Work order:
Below is a set of records; restate each one word for word.

------ Data provided ------

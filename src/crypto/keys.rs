use crate::crypto::HashAlg;
use crate::crypto::curves::Curve;
use crate::crypto::errors::{CryptoResult, Error};
use openssl::ec::EcKey;
use openssl::hash::MessageDigest;
use openssl::pkey::{PKey, Private};
use openssl::sign::{Signer, Verifier};
use std::fmt;

/// An ECDSA key held by a software CA token
#[derive(Clone)]
pub struct CaSigningKey {
    curve: Curve,
    openssl_key: PKey<Private>,
}

impl CaSigningKey {
    /// Generate a new random signing key on the given curve
    pub fn generate(curve: Curve) -> CryptoResult<Self> {
        let group = curve.to_ec_group()?;
        let ec_key = EcKey::generate(&group)?;
        let openssl_key = PKey::from_ec_key(ec_key)?;

        Ok(Self { curve, openssl_key })
    }

    /// Import key from PKCS#8 PEM format
    pub fn from_pkcs8_pem(pem_bytes: impl AsRef<[u8]>) -> CryptoResult<Self> {
        let pkey = PKey::private_key_from_pem(pem_bytes.as_ref())?;
        Self::from_pkey(pkey)
    }

    fn from_pkey(pkey: PKey<Private>) -> CryptoResult<Self> {
        let ec_key = pkey
            .ec_key()
            .map_err(|_| Error::Invalid("CA signing key must be an EC key".to_string()))?;
        let curve = Curve::try_from(ec_key.group())?;

        Ok(Self {
            curve,
            openssl_key: pkey,
        })
    }

    /// Get the curve used by this key
    pub fn curve(&self) -> Curve {
        self.curve
    }

    /// Digest used for signatures made with this key
    pub fn hash_alg(&self) -> HashAlg {
        self.curve.hash_alg()
    }

    /// DER encoded SubjectPublicKeyInfo of the public half
    pub fn public_key_der(&self) -> CryptoResult<Vec<u8>> {
        Ok(self.openssl_key.public_key_to_der()?)
    }

    /// Sign data, returning a DER encoded ECDSA-Sig-Value
    pub fn sign(&self, data: impl AsRef<[u8]>) -> CryptoResult<Vec<u8>> {
        let digest = MessageDigest::from(&self.hash_alg());
        let mut signer = Signer::new(digest, &self.openssl_key)?;
        signer.update(data.as_ref())?;
        Ok(signer.sign_to_vec()?)
    }

    /// Verify a DER encoded ECDSA signature made by this key
    pub fn verify(&self, data: impl AsRef<[u8]>, signature: &[u8]) -> CryptoResult<bool> {
        let digest = MessageDigest::from(&self.hash_alg());
        let mut verifier = Verifier::new(digest, &self.openssl_key)?;
        verifier.update(data.as_ref())?;
        Ok(verifier.verify(signature)?)
    }
}

impl fmt::Debug for CaSigningKey {
    fn fmt(&self, f: &mut fmt::Formatter<'_>) -> fmt::Result {
        f.debug_struct("CaSigningKey")
            .field("curve", &self.curve)
            .finish_non_exhaustive()
    }
}

#[cfg(test)]
mod tests {
    use super::*;

    #[test]
    fn test_sign_and_verify() {
        let key = CaSigningKey::generate(Curve::NistP256).unwrap();
        let signature = key.sign(b"tbs cert list").unwrap();

        assert!(key.verify(b"tbs cert list", &signature).unwrap());
        assert!(!key.verify(b"tampered", &signature).unwrap());
    }

    #[test]
    fn test_pem_import_keeps_curve() {
        let key = CaSigningKey::generate(Curve::NistP384).unwrap();
        let pem = key.openssl_key.private_key_to_pem_pkcs8().unwrap();

        let imported = CaSigningKey::from_pkcs8_pem(&pem).unwrap();
        assert_eq!(imported.curve(), Curve::NistP384);
        assert!(imported.verify(b"data", &key.sign(b"data").unwrap()).unwrap());
        assert_eq!(imported.hash_alg(), HashAlg::Sha384);
        assert_eq!(
            imported.public_key_der().unwrap(),
            key.public_key_der().unwrap()
        );
    }

    #[test]
    fn test_non_ec_keys_are_rejected() {
        let rsa = openssl::rsa::Rsa::generate(2048).unwrap();
        let pem = PKey::from_rsa(rsa).unwrap().private_key_to_pem_pkcs8().unwrap();

        assert!(matches!(
            CaSigningKey::from_pkcs8_pem(&pem),
            Err(Error::Invalid(_))
        ));
    }

    #[test]
    fn test_debug_hides_key_material() {
        let key = CaSigningKey::generate(Curve::NistP256).unwrap();
        let debug = format!("{key:?}");
        assert!(debug.contains("NistP256"));
        assert!(!debug.contains("openssl_key"));
    }
}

------

Answer for the task:
filename src/crypto/keys.rs
use crate::crypto::HashAlg;
use crate::crypto::curves::Curve;
use crate::crypto::errors::{CryptoResult, Error};
use openssl::ec::EcKey;
use openssl::hash::MessageDigest;
use openssl::pkey::{PKey, Private};
use openssl::sign::{Signer, Verifier};
use std::fmt;

/// An ECDSA key held by a software CA token
#[derive(Clone)]
pub struct CaSigningKey {
    curve: Curve,
    openssl_key: PKey<Private>,
}

impl CaSigningKey {
    /// Generate a new random signing key on the given curve
    pub fn generate(curve: Curve) -> CryptoResult<Self> {
        let group = curve.to_ec_group()?;
        let ec_key = EcKey::generate(&group)?;
        let openssl_key = PKey::from_ec_key(ec_key)?;

        Ok(Self { curve, openssl_key })
    }

    /// Import key from PKCS#8 PEM format
    pub fn from_pkcs8_pem(pem_bytes: impl AsRef<[u8]>) -> CryptoResult<Self> {
        let pkey = PKey::private_key_from_pem(pem_bytes.as_ref())?;
        Self::from_pkey(pkey)
    }

    fn from_pkey(pkey: PKey<Private>) -> CryptoResult<Self> {
        let ec_key = pkey
            .ec_key()
            .map_err(|_| Error::Invalid("CA signing key must be an EC key".to_string()))?;
        let curve = Curve::try_from(ec_key.group())?;

        Ok(Self {
            curve,
            openssl_key: pkey,
        })
    }

    /// Get the curve used by this key
    pub fn curve(&self) -> Curve {
        self.curve
    }

    /// Digest used for signatures made with this key
    pub fn hash_alg(&self) -> HashAlg {
        self.curve.hash_alg()
    }

    /// DER encoded SubjectPublicKeyInfo of the public half
    pub fn public_key_der(&self) -> CryptoResult<Vec<u8>> {
        Ok(self.openssl_key.public_key_to_der()?)
    }

    /// Sign data, returning a DER encoded ECDSA-Sig-Value
    pub fn sign(&self, data: impl AsRef<[u8]>) -> CryptoResult<Vec<u8>> {
        let digest = MessageDigest::from(&self.hash_alg());
        let mut signer = Signer::new(digest, &self.openssl_key)?;
        signer.update(data.as_ref())?;
        Ok(signer.sign_to_vec()?)
    }

    /// Verify a DER encoded ECDSA signature made by this key
    pub fn verify(&self, data: impl AsRef<[u8]>, signature: &[u8]) -> CryptoResult<bool> {
        let digest = MessageDigest::from(&self.hash_alg());
        let mut verifier = Verifier::new(digest, &self.openssl_key)?;
        verifier.update(data.as_ref())?;
        Ok(verifier.verify(signature)?)
    }
}

impl fmt::Debug for CaSigningKey {
    fn fmt(&self, f: &mut fmt::Formatter<'_>) -> fmt::Result {
        f.debug_struct("CaSigningKey")
            .field("curve", &self.curve)
            .finish_non_exhaustive()
    }
}

#[cfg(test)]
mod tests {
    use super::*;

    #[test]
    fn test_sign_and_verify() {
        let key = CaSigningKey::generate(Curve::NistP256).unwrap();
        let signature = key.sign(b"tbs cert list").unwrap();

        assert!(key.verify(b"tbs cert list", &signature).unwrap());
        assert!(!key.verify(b"tampered", &signature).unwrap());
    }

    #[test]
    fn test_pem_import_keeps_curve() {
        let key = CaSigningKey::generate(Curve::NistP384).unwrap();
        let pem = key.openssl_key.private_key_to_pem_pkcs8().unwrap();

        let imported = CaSigningKey::from_pkcs8_pem(&pem).unwrap();
        assert_eq!(imported.curve(), Curve::NistP384);
        assert!(imported.verify(b"data", &key.sign(b"data").unwrap()).unwrap());
        assert_eq!(imported.hash_alg(), HashAlg::Sha384);
        assert_eq!(
            imported.public_key_der().unwrap(),
            key.public_key_der().unwrap()
        );
    }

    #[test]
    fn test_non_ec_keys_are_rejected() {
        let rsa = openssl::rsa::Rsa::generate(2048).unwrap();
        let pem = PKey::from_rsa(rsa).unwrap().private_key_to_pem_pkcs8().unwrap();

        assert!(matches!(
            CaSigningKey::from_pkcs8_pem(&pem),
            Err(Error::Invalid(_))
        ));
    }

    #[test]
    fn test_debug_hides_key_material() {
        let key = CaSigningKey::generate(Curve::NistP256).unwrap();
        let debug = format!("{key:?}");
        assert!(debug.contains("NistP256"));
        assert!(!debug.contains("openssl_key"));
    }
}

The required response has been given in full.